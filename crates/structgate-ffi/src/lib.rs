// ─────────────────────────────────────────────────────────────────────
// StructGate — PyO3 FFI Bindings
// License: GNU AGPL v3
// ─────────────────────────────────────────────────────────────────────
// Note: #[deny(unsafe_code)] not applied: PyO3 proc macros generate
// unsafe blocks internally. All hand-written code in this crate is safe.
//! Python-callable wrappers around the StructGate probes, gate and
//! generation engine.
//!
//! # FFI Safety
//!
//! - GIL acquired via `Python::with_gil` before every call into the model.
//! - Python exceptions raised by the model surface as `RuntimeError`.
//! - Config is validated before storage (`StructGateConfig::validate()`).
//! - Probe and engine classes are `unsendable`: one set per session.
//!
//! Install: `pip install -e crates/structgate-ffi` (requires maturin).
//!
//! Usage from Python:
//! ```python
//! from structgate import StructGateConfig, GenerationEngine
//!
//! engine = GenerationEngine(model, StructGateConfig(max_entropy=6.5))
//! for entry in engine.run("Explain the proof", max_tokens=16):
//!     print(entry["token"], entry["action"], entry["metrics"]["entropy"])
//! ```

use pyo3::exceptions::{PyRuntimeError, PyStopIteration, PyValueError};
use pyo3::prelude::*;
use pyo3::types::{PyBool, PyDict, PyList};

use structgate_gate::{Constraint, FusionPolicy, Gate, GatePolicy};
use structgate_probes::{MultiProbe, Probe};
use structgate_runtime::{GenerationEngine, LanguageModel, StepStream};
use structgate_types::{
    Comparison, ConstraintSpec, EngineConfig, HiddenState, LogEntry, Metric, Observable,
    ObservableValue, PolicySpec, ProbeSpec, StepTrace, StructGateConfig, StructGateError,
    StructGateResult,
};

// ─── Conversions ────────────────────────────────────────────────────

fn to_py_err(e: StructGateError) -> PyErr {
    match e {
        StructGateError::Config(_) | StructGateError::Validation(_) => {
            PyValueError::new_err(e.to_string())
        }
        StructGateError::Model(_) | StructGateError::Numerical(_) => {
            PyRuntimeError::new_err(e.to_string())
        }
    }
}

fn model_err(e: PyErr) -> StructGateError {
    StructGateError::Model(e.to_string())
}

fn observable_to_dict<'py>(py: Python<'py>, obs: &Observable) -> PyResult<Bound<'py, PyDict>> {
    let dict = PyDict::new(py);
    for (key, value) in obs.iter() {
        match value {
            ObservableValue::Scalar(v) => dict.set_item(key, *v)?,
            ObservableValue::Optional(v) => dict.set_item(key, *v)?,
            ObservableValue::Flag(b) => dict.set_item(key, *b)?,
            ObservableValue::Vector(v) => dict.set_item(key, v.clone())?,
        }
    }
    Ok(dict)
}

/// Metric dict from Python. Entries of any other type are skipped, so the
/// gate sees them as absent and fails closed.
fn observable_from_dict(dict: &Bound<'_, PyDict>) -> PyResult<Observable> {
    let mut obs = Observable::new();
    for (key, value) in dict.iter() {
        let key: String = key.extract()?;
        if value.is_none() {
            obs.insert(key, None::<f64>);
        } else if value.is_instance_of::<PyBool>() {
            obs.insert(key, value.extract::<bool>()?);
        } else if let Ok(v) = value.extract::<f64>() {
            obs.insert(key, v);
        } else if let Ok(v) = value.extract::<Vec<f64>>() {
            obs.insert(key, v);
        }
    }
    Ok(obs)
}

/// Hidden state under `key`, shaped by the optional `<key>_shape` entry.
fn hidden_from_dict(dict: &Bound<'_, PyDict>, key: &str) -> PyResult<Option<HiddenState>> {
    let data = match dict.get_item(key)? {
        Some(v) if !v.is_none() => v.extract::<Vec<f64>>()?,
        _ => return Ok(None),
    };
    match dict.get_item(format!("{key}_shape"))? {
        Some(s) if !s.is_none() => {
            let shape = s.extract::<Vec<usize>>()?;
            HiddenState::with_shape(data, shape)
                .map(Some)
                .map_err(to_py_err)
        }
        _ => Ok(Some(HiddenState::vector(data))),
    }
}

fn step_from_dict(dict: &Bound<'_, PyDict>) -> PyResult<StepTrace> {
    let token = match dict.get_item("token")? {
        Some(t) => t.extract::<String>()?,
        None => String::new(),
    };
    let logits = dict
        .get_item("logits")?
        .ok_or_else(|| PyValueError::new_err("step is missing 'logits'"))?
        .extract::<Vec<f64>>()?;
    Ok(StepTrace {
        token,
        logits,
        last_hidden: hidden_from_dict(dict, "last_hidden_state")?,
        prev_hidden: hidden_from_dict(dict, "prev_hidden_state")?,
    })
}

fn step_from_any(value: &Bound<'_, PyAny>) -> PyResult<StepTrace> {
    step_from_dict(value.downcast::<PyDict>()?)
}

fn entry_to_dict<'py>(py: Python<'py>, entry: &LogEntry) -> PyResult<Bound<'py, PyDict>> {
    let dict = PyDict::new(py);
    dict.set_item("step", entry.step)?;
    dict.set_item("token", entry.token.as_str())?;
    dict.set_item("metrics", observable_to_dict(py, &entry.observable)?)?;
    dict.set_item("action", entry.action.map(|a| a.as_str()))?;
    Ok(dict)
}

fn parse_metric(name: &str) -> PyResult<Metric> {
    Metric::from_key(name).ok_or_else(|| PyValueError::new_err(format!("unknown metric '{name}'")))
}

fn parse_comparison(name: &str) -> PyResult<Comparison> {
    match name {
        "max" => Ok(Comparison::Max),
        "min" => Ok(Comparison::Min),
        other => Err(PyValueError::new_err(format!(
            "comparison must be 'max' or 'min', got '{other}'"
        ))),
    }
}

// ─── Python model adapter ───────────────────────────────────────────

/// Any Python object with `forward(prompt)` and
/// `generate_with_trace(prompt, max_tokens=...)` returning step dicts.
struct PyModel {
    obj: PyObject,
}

_ _ _ _ _

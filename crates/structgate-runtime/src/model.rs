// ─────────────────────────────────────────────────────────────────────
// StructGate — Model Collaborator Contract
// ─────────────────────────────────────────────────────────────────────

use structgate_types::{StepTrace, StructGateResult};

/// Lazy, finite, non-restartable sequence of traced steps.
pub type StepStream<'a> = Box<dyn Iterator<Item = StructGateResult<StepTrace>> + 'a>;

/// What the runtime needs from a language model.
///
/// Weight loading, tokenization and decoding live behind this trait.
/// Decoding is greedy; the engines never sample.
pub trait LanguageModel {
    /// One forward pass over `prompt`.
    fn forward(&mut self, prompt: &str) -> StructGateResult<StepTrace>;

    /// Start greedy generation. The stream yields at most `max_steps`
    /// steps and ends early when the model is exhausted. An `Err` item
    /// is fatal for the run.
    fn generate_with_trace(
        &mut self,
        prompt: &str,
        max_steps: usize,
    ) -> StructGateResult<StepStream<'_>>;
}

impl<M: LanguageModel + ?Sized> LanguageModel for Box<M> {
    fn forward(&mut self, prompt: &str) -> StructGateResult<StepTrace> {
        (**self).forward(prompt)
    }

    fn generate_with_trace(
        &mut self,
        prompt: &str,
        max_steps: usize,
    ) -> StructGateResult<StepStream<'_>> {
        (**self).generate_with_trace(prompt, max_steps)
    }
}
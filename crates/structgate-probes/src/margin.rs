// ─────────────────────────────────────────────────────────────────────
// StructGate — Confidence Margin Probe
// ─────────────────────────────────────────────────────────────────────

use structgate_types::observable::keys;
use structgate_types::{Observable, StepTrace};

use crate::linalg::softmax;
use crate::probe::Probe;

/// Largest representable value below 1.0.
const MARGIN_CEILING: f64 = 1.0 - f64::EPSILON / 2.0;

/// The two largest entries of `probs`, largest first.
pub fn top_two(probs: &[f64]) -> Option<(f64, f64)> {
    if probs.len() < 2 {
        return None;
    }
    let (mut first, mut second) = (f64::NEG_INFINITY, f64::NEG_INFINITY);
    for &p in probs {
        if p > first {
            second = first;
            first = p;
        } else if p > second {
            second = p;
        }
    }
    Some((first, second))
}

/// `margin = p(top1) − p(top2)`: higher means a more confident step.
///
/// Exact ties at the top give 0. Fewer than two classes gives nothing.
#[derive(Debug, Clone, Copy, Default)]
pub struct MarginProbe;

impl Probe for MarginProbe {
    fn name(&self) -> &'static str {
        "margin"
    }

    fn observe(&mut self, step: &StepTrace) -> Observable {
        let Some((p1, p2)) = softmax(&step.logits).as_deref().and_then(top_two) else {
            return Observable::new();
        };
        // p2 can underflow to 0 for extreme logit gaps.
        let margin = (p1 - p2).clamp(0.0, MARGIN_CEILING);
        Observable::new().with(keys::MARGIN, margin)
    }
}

_ _ _ _ _

*WORK INSTRUCTION*. Say how many lines in the records contain the word "action". Nothing but the number is required.

*ANSWER SPACE*. 2